Introduction to Legal Technology, lecture 5 (2015)


Slides for lecture 5 of the course Introduction to Legal Technology at the University of Turku Law School, presented Feb 10 2015.

This lecture is the first of three lectures on specific legal technology applications: information retrieval, knowledge management, and e-discovery.

  1. 1. TLS0070 Introduction to Legal Technology Lecture 5 Applications I: Information retrieval, knowledge management, e-discovery University of Turku Law School 2015-02-10 Anna Ronkainen @ronkaine
  3. 3. Google Flu Trends -  predicting the timing and strength of influenza epidemics based on the relative frequency of certain keywords in searches -  values for the model in black (dotted lines 95% confidence intervals for predicted values), actual CDC influenza figures in red
  5. 5. Performance after the initial period
  6. 6. Lessons worth learning (also for legal applications) -  transparency and replicability -  use big data for understanding the unknown -  study the algorithm -  it’s not just about the size of the data (from Lazer et al 2014)
  7. 7. Applications (general)
  8. 8. Application lectures overview Applications I (this week): -  information retrieval -  e-discovery (e-disclosure) -  knowledge management Applications II (next week, 1st half): -  case management -  online dispute resolution -  access to justice solutions Applications III (next week, 2nd half): -  decision support -  prediction -  automation -  self-service
  9. 9. Legal tech applications not covered here -  general-purpose applications (like Office®/ office software) -  legislative drafting applications -  docket management (and other applications for use within the judiciary) -  courtroom visualization (etc.) software -  ... and probably a ton of other things I don’t even know existed
  10. 10. Information retrieval
  11. 11. Information retrieval (IR) -  the granddaddy of legal tech applications -  the only form of legal tech available in all (industrial) countries at least in some form -  making different types of static legal content available for human consumption -  statute law (+ commentaries) -  case law -  doctrine: journal articles and books
  12. 12. Information retrieval users -  types of users: -  lawyers in general -  subgroups of lawyers (e.g. IP lawyers) -  legal/admin support staff (e.g. tax administrators, paralegals, informaticians) -  other non-law professionals -  ordinary citizens -  different users have different needs in terms of -  type and quantity of content required -  terminology used -  user interface in general
  13. 13. First-generation information retrieval -  take whatever text you have (on paper) and put it into a database -  full-text search (exact match or wildcards) -  structured search (in whatever fields are available) -  Boolean search with AND, OR, NOT -  some metadata enhancements like keywords (typically same as on paper)

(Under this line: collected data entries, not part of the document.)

use anyhow::{Context, Result};
use clap::Parser;
use std::path::PathBuf;

use trawl::cli::{self, Cli, Command};
use trawl::config::Config;
use trawl::storage::Database;

/// Get the config directory path (~/.config/trawl/)
fn get_config_dir() -> Result<PathBuf> {
    let home = std::env::var("HOME").context("HOME environment variable not set")?;
    Ok(PathBuf::from(home).join(".config").join("trawl"))
}

#[tokio::main]
async fn main() -> Result<()> {
    // Logs go to stderr so stdout stays clean for command output
    tracing_subscriber::fmt()
        .with_env_filter(
            tracing_subscriber::EnvFilter::try_from_default_env()
                .unwrap_or_else(|_| tracing_subscriber::EnvFilter::new("trawl=info")),
        )
        .with_writer(std::io::stderr)
        .init();

    let cli = Cli::parse();

    // Set up config directory
    let config_dir = get_config_dir()?;
    if !config_dir.exists() {
        std::fs::create_dir_all(&config_dir).context("Failed to create config directory")?;
        tracing::info!(path = %config_dir.display(), "Created config directory");
    }

    // The config file names the current user and the database holds their
    // data; keep both private to the account
    #[cfg(unix)]
    {
        use std::os::unix::fs::PermissionsExt;
        match std::fs::metadata(&config_dir) {
            Ok(metadata) => {
                let mut perms = metadata.permissions();
                perms.set_mode(0o700);
                if let Err(e) = std::fs::set_permissions(&config_dir, perms) {
                    tracing::warn!(
                        path = %config_dir.display(),
                        error = %e,
                        "Failed to set config directory permissions to 0700"
                    );
                }
            }
            Err(e) => {
                tracing::warn!(
                    path = %config_dir.display(),
                    error = %e,
                    "Failed to read config directory metadata"
                );
            }
        }
    }

    let config = Config::load(&config_dir.join("config.toml"))
        .context("Failed to load configuration")?;
    let db_path = config.resolved_db_path(&config_dir);

    // dbpath needs no database; answer before opening one
    if matches!(cli.command, Command::Dbpath) {
        println!("{}", db_path.display());
        return Ok(());
    }

    let db_path_str = db_path
        .to_str()
        .ok_or_else(|| anyhow::anyhow!("Invalid UTF-8 in database path"))?;
    let db = Database::open(db_path_str)
        .await
        .with_context(|| format!("Failed to open database at {}", db_path.display()))?;

    cli::run(cli.command, db, config, &config_dir).await
}
use sqlx::{
    sqlite::{SqliteConnectOptions, SqlitePoolOptions},
    SqlitePool,
};
use std::str::FromStr;
use std::time::Duration;

use super::types::StorageError;

// ============================================================================
// Database
// ============================================================================

#[derive(Clone)]
pub struct Database {
    pub(crate) pool: SqlitePool,
}

impl Database {
    /// Open a database connection (creating the file if necessary) and run
    /// migrations.
    ///
    /// # Errors
    ///
    /// Returns `StorageError::Migration` if the schema could not be created,
    /// `StorageError::Query` for connection-level failures.
    pub async fn open(path: &str) -> Result<Self, StorageError> {
        let url = format!("sqlite:{}?mode=rwc", path);

        // busy_timeout=5000: SQLite waits up to 5 seconds for locks to release
        // before returning SQLITE_BUSY, which absorbs transient contention
        // between the scheduler and a concurrently running command.
        // foreign_keys is a per-connection pragma; setting it on the connect
        // options makes every pool member inherit it, which the cascading
        // deletes in `reset` depend on.
        let options = SqliteConnectOptions::from_str(&url)?
            .pragma("busy_timeout", "5000")
            .foreign_keys(true);
        // SQLite is single-writer; 5 connections covers the scheduler plus a
        // handful of concurrent command queries.
        let pool = SqlitePoolOptions::new()
            .max_connections(5)
            .acquire_timeout(Duration::from_secs(10))
            .connect_with(options)
            .await?;
        let db = Self { pool };
        db.migrate()
            .await
            .map_err(|e| StorageError::Migration(e.to_string()))?;
        Ok(db)
    }

    /// Run database migrations atomically within a transaction.
    ///
    /// All statements use `IF NOT EXISTS` for idempotency, so re-running on
    /// an existing database is a no-op. If any step fails the transaction is
    /// rolled back, leaving the previous schema intact.
    async fn migrate(&self) -> Result<(), sqlx::Error> {
        let mut tx = self.pool.begin().await?;

        sqlx::query(
            r#"
            CREATE TABLE IF NOT EXISTS users (
                id TEXT PRIMARY KEY,
                created_at INTEGER NOT NULL,
                updated_at INTEGER NOT NULL,
                name TEXT UNIQUE NOT NULL
            )
        "#,
        )
        .execute(&mut *tx)
        .await?;

        sqlx::query(
            r#"
            CREATE TABLE IF NOT EXISTS feeds (
                id TEXT PRIMARY KEY,
                created_at INTEGER NOT NULL,
                updated_at INTEGER NOT NULL,
                name TEXT NOT NULL,
                url TEXT UNIQUE NOT NULL,
                user_id TEXT NOT NULL REFERENCES users(id) ON DELETE CASCADE,
                last_fetched_at INTEGER
            )
        "#,
        )
        .execute(&mut *tx)
        .await?;

        sqlx::query(
            r#"
            CREATE TABLE IF NOT EXISTS feed_follows (
                id TEXT PRIMARY KEY,
                created_at INTEGER NOT NULL,
                updated_at INTEGER NOT NULL,
                user_id TEXT NOT NULL REFERENCES users(id) ON DELETE CASCADE,
                feed_id TEXT NOT NULL REFERENCES feeds(id) ON DELETE CASCADE,
                UNIQUE(user_id, feed_id)
            )
        "#,
        )
        .execute(&mut *tx)
        .await?;

        sqlx::query(
            r#"
            CREATE TABLE IF NOT EXISTS posts (
                id TEXT PRIMARY KEY,
                created_at INTEGER NOT NULL,
                updated_at INTEGER NOT NULL,
                title TEXT NOT NULL,
                url TEXT UNIQUE NOT NULL,
                description TEXT,
                published_at INTEGER,
                feed_id TEXT NOT NULL REFERENCES feeds(id) ON DELETE CASCADE
            )
        "#,
        )
        .execute(&mut *tx)
        .await?;

        // Claim order scans feeds by last_fetched_at; browse scans posts by
        // published_at through the follows join.
        sqlx::query("CREATE INDEX IF NOT EXISTS idx_feeds_last_fetched ON feeds(last_fetched_at)")
            .execute(&mut *tx)
            .await?;
        sqlx::query("CREATE INDEX IF NOT EXISTS idx_posts_feed ON posts(feed_id)")
            .execute(&mut *tx)
            .await?;
        sqlx::query(
            "CREATE INDEX IF NOT EXISTS idx_posts_published ON posts(published_at DESC)",
        )
        .execute(&mut *tx)
        .await?;
        sqlx::query(
            "CREATE INDEX IF NOT EXISTS idx_feed_follows_user ON feed_follows(user_id)",
        )
        .execute(&mut *tx)
        .await?;

        tx.commit().await?;

        Ok(())
    }
}
use super::schema::Database;
use super::types::{Feed, FeedListing, StorageError};

impl Database {
    // ========================================================================
    // Feed Operations
    // ========================================================================

    /// Register a feed owned by `user_id`. Fails with a UNIQUE violation if
    /// the url is already registered.
    pub async fn create_feed(
        &self,
        name: &str,
        url: &str,
        user_id: &str,
    ) -> Result<Feed, StorageError> {
        let now = chrono::Utc::now().timestamp();
        let feed = sqlx::query_as(
            r#"
            INSERT INTO feeds (id, created_at, updated_at, name, url, user_id)
            VALUES (?1, ?2, ?2, ?3, ?4, ?5)
            RETURNING id, created_at, updated_at, name, url, user_id, last_fetched_at
        "#,
        )
        .bind(uuid::Uuid::new_v4().to_string())
        .bind(now)
        .bind(name)
        .bind(url)
        .bind(user_id)
        .fetch_one(&self.pool)
        .await?;
        Ok(feed)
    }

    pub async fn get_feed_by_url(&self, url: &str) -> Result<Option<Feed>, StorageError> {
        let feed = sqlx::query_as(
            r#"
            SELECT id, created_at, updated_at, name, url, user_id, last_fetched_at
            FROM feeds WHERE url = ?1
        "#,
        )
        .bind(url)
        .fetch_optional(&self.pool)
        .await?;
        Ok(feed)
    }

    /// Every feed with its owner's name, for the `feeds` listing.
    pub async fn list_feeds(&self) -> Result<Vec<FeedListing>, StorageError> {
        let feeds = sqlx::query_as(
            r#"
            SELECT feeds.name, feeds.url, users.name AS owner
            FROM feeds
            JOIN users ON feeds.user_id = users.id
            ORDER BY feeds.name
        "#,
        )
        .fetch_all(&self.pool)
        .await?;
        Ok(feeds)
    }

    // ========================================================================
    // Claim Operation
    // ========================================================================

    /// Atomically claim the next feed due for scraping and mark it fetched.
    ///
    /// The next feed is the least-recently-fetched one: never-fetched feeds
    /// (`last_fetched_at IS NULL`) come first, then ascending timestamp, with
    /// ties broken by id so the order is deterministic. The selected row's
    /// `last_fetched_at` and `updated_at` are set to now in the same statement
    /// that selects it, so two workers can never claim the same feed, and a
    /// feed's claim timestamp never moves backwards.
    ///
    /// Returns the feed as it looks after the update, or `None` when no feeds
    /// are registered.
    pub async fn claim_next_feed(&self) -> Result<Option<Feed>, StorageError> {
        let now = chrono::Utc::now().timestamp();
        let feed = sqlx::query_as(
            r#"
            UPDATE feeds
            SET last_fetched_at = ?1, updated_at = ?1
            WHERE id = (
                SELECT id FROM feeds
                ORDER BY last_fetched_at ASC NULLS FIRST, id ASC
                LIMIT 1
            )
            RETURNING id, created_at, updated_at, name, url, user_id, last_fetched_at
        "#,
        )
        .bind(now)
        .fetch_optional(&self.pool)
        .await?;
        Ok(feed)
    }
}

  14. 14. Present-day Boolean search example: TMview
  15. 15. Further developments -  hypertext (links) -  better search capabilities with language technology (try searching for “back” as a noun) -  relevancy ranking -  recommendations for further reading -  morebetter metadata
  16. 16. An example: WestlawNext -  natural-language and Boolean search -  relevancy ranking of sources of law, using (among others) a network of links between cases -  (commercial break, text version:
  17. 17. On the horizon -  natural-language query interfaces and advanced text understanding (think Watson/ Siri) -  merging relevancy ranking with predictive legal analytics (like a certain trademark platform) -  even more polarization between biggest markets (esp. US) and others (e.g. Finland, let alone developing countries)

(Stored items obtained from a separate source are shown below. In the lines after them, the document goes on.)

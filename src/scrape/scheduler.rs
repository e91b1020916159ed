use crate::scrape::cycle::{self, CycleError};
use crate::storage::Database;
use reqwest::Client;
use std::time::Duration;
use tokio::sync::watch;
use tokio::time::MissedTickBehavior;

/// Drives the ingestion loop at a fixed cadence.
///
/// One cycle runs at a time. A tick that comes due while a cycle is still
/// in flight fires once the cycle returns; missed ticks are never stacked
/// into a catch-up burst.
pub struct Scheduler {
    db: Database,
    client: Client,
    interval: Duration,
}

impl Scheduler {
    pub fn new(db: Database, client: Client, interval: Duration) -> Self {
        Self {
            db,
            client,
            interval,
        }
    }

    /// Runs cycles until `shutdown` flips to true or the database becomes
    /// unusable. The first cycle starts immediately, before the first wait.
    ///
    /// Cycle failures are contained: an unreachable feed, a malformed
    /// document, or an empty feeds table is logged and the loop waits for
    /// the next tick. Only an unrecoverable storage error is returned.
    /// Shutdown is observed between cycles, never mid-cycle, so an
    /// in-flight cycle always finishes its writes.
    pub async fn run(&self, mut shutdown: watch::Receiver<bool>) -> Result<(), CycleError> {
        let mut ticker = tokio::time::interval(self.interval);
        ticker.set_missed_tick_behavior(MissedTickBehavior::Delay);

        tracing::info!(interval = ?self.interval, "Scheduler started");

        loop {
            tokio::select! {
                biased;
                changed = shutdown.changed() => {
                    // A dropped sender counts as a shutdown request
                    if changed.is_err() || *shutdown.borrow() {
                        tracing::info!("Shutdown requested, stopping scheduler");
                        return Ok(());
                    }
                    continue;
                }
                _ = ticker.tick() => {}
            }

            match cycle::run_cycle(&self.db, &self.client).await {
                Ok(_) => {}
                Err(e) if e.is_fatal() => {
                    tracing::error!(error = %e, "Storage unavailable, stopping scheduler");
                    return Err(e);
                }
                Err(CycleError::NoFeeds) => {
                    tracing::info!("No feeds registered yet, waiting for next tick");
                }
                Err(e) => {
                    tracing::warn!(error = %e, "Cycle failed, waiting for next tick");
                }
            }
        }
    }
}

#[cfg(test)]
mod tests {
    use super::*;
    use crate::feed;
    use std::sync::Arc;

    #[tokio::test]
    async fn test_shutdown_signal_stops_the_loop() {
        let db = Database::open(":memory:").await.unwrap();
        let client = feed::build_client().unwrap();
        let scheduler = Arc::new(Scheduler::new(db, client, Duration::from_millis(10)));

        let (tx, rx) = watch::channel(false);
        let handle = tokio::spawn({
            let scheduler = scheduler.clone();
            async move { scheduler.run(rx).await }
        });

        // Let a few NoFeeds cycles pass, then signal
        tokio::time::sleep(Duration::from_millis(35)).await;
        tx.send(true).unwrap();

        let result = tokio::time::timeout(Duration::from_secs(5), handle)
            .await
            .expect("scheduler did not stop after shutdown signal")
            .unwrap();
        assert!(result.is_ok());
    }

    #[tokio::test]
    async fn test_dropped_sender_stops_the_loop() {
        let db = Database::open(":memory:").await.unwrap();
        let client = feed::build_client().unwrap();
        let scheduler = Scheduler::new(db, client, Duration::from_secs(3600));

        let (tx, rx) = watch::channel(false);
        drop(tx);

        let result = tokio::time::timeout(Duration::from_secs(5), scheduler.run(rx))
            .await
            .expect("scheduler did not stop after sender drop");
        assert!(result.is_ok());
    }

    #[tokio::test]
    async fn test_unrecoverable_storage_error_is_returned() {
        let db = Database::open(":memory:").await.unwrap();
        db.pool.close().await;

        let client = feed::build_client().unwrap();
        let scheduler = Scheduler::new(db, client, Duration::from_millis(10));

        // Keep the sender alive so the loop only stops via the error path
        let (_tx, rx) = watch::channel(false);
        let result = tokio::time::timeout(Duration::from_secs(5), scheduler.run(rx))
            .await
            .expect("scheduler did not stop on storage loss");

        match result {
            Err(CycleError::Storage(e)) => assert!(e.is_unrecoverable()),
            other => panic!("Expected unrecoverable Storage error, got {:?}", other),
        }
    }
}
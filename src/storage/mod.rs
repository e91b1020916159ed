mod feeds;
mod follows;
mod posts;
mod schema;
mod types;
mod users;

pub use schema::Database;
pub use types::{
    Feed, FeedFollow, FeedListing, FollowedFeed, NewPost, Post, StorageError, User,
};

  18. 18. Knowledge management
  19. 19. Knowledge management -  taking (and improving upon!) the knowledge (explicit and tacit!) of an organization and putting it into optimal use -  by no means just tech: creating and developing processes within the organization is equally important -  can take different forms: -  internal: e.g. making work product (memos, contracts etc.) electronically searchable -  external: creating digital legal content for use by law firm customers
  20. 20. Knowledge management advantages -  higher efficiency -> better service -  higher quality (better dissemination of expertise) -  makes life easier for lawyers (increased productivity, reduced stress) -  keeps knowledge in the firm even if individuals leave -  helps with the training of new lawyers -  necessary for good risk management (after Kay 2003)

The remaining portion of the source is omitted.